§ **INSTRUCTIONS FOR THE TASK**: The lines from the start of the records through the one containing "the data block)" are to be transcribed exactly, and nothing else.

◇ ◇ ◇

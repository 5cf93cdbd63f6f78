//! SSTable Reader
//!
//! Opens SSTable files and provides O(log n) key lookups via in-memory index.

use std::collections::BTreeMap;
use std::fs::File;
use std::io::{BufReader, Read, Seek, SeekFrom};
use std::path::{Path, PathBuf};

use crate::error::{LedgerError, Result};

use super::iterator::SSTableIterator;
use super::{le_u32, le_u64, FOOTER_SIZE, HEADER_SIZE, MAGIC, TOMBSTONE_MARKER, VERSION};

/// Reader for SSTable files with in-memory index for O(log n) lookups
pub struct SSTableReader {
    path: PathBuf,
    file: BufReader<File>,
    /// key → file offset of entry
    index: BTreeMap<Vec<u8>, u64>,
    entry_count: u64,
    /// Start of the index block (end of the data block)
    index_offset: u64,
    file_size: u64,
}

impl SSTableReader {
    /// Open an SSTable for reading
    ///
    /// Validates header and data-block CRC, then loads the index into memory.
    pub fn open(path: &Path) -> Result<Self> {
        let mut file = File::open(path)?;
        let file_size = file.metadata()?.len();

        if file_size < HEADER_SIZE + FOOTER_SIZE {
            return Err(Self::corrupt(path, format!("file too small ({} bytes)", file_size)));
        }

        let mut header = [0u8; HEADER_SIZE as usize];
        file.read_exact(&mut header)?;

        if &header[0..4] != MAGIC {
            return Err(Self::corrupt(path, format!("bad magic {:?}", &header[0..4])));
        }

        let version = u16::from_le_bytes([header[4], header[5]]);
        if version != VERSION {
            return Err(Self::corrupt(path, format!("unsupported version {}", version)));
        }

        let entry_count = le_u64(&header, 6);

        file.seek(SeekFrom::End(-(FOOTER_SIZE as i64)))?;
        let mut footer = [0u8; FOOTER_SIZE as usize];
        file.read_exact(&mut footer)?;

        let index_offset = le_u64(&footer, 0);
        let data_crc = le_u32(&footer, 8);

        if index_offset < HEADER_SIZE || index_offset > file_size - FOOTER_SIZE {
            return Err(Self::corrupt(path, format!("index offset {} out of range", index_offset)));
        }

        // Data block checksum
        file.seek(SeekFrom::Start(HEADER_SIZE))?;
        let mut data = vec![0u8; (index_offset - HEADER_SIZE) as usize];
        file.read_exact(&mut data)?;
        if crc32fast::hash(&data) != data_crc {
            return Err(Self::corrupt(path, "data block CRC mismatch".to_string()));
        }

        // Index block: [key_len(4)][offset(8)][key] ...
        let mut index_data = vec![0u8; (file_size - FOOTER_SIZE - index_offset) as usize];
        file.read_exact(&mut index_data)?;

        let mut index = BTreeMap::new();
        let mut pos = 0;
        while pos < index_data.len() {
            if pos + 12 > index_data.len() {
                return Err(Self::corrupt(path, "truncated index entry".to_string()));
            }
            let key_len = le_u32(&index_data, pos) as usize;
            let offset = le_u64(&index_data, pos + 4);
            pos += 12;

            if pos + key_len > index_data.len() {
                return Err(Self::corrupt(path, "truncated index key".to_string()));
            }
            index.insert(index_data[pos..pos + key_len].to_vec(), offset);
            pos += key_len;
        }

        file.seek(SeekFrom::Start(0))?;

        Ok(Self {
            path: path.to_path_buf(),
            file: BufReader::new(file),
            index,
            entry_count,
            index_offset,
            file_size,
        })
    }

    fn corrupt(path: &Path, reason: String) -> LedgerError {
        LedgerError::BackendIo(format!("SSTable {}: {}", path.display(), reason))
    }

    /// Get a value by key, O(log n) via the in-memory index
    ///
    /// Returns:
    /// - `Ok(Some(value))`: key found with value
    /// - `Ok(None)`: key found but is a tombstone (deleted)
    /// - `Err(NotFound)`: key not in this SSTable
    pub fn get(&mut self, key: &[u8]) -> Result<Option<Vec<u8>>> {
        let offset = *self.index.get(key).ok_or(LedgerError::NotFound)?;

        self.file.seek(SeekFrom::Start(offset))?;
        let mut header = [0u8; 8];
        self.file.read_exact(&mut header)?;

        let key_len = le_u32(&header, 0) as i64;
        let val_len = le_u32(&header, 4);

        if val_len == TOMBSTONE_MARKER {
            return Ok(None);
        }

        self.file.seek(SeekFrom::Current(key_len))?;
        let mut value = vec![0u8; val_len as usize];
        self.file.read_exact(&mut value)?;

        Ok(Some(value))
    }

    /// Get entry count
    pub fn entry_count(&self) -> u64 {
        self.entry_count
    }

    /// Size of the file on disk
    pub fn file_size(&self) -> u64 {
        self.file_size
    }

    /// Path of the file on disk
    pub fn path(&self) -> &Path {
        &self.path
    }

    /// Get the minimum key in this SSTable (for range filtering)
    pub fn min_key(&self) -> Option<&[u8]> {
        self.index.keys().next().map(|k| k.as_slice())
    }

    /// Get the maximum key in this SSTable (for range filtering)
    pub fn max_key(&self) -> Option<&[u8]> {
        self.index.keys().next_back().map(|k| k.as_slice())
    }

    /// Quick check if a key might be in this SSTable (range check)
    /// Returns false only if the key is definitely outside [min_key, max_key]
    pub fn might_contain(&self, key: &[u8]) -> bool {
        match (self.min_key(), self.max_key()) {
            (Some(min), Some(max)) => key >= min && key <= max,
            _ => false,
        }
    }

    /// Create an iterator over all entries (tombstones included)
    pub fn iter(&mut self) -> Result<SSTableIterator<'_>> {
        SSTableIterator::new(&mut self.file, self.index_offset)
    }
}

◇ ◇ ◇

§ **TASK RESPONSE**:
repository 5cf93cdbd63f6f78
//! SSTable Reader
//!
//! Opens SSTable files and provides O(log n) key lookups via in-memory index.

use std::collections::BTreeMap;
use std::fs::File;
use std::io::{BufReader, Read, Seek, SeekFrom};
use std::path::{Path, PathBuf};

use crate::error::{LedgerError, Result};

use super::iterator::SSTableIterator;
use super::{le_u32, le_u64, FOOTER_SIZE, HEADER_SIZE, MAGIC, TOMBSTONE_MARKER, VERSION};

/// Reader for SSTable files with in-memory index for O(log n) lookups
pub struct SSTableReader {
    path: PathBuf,
    file: BufReader<File>,
    /// key → file offset of entry
    index: BTreeMap<Vec<u8>, u64>,
    entry_count: u64,
    /// Start of the index block (end of the data block)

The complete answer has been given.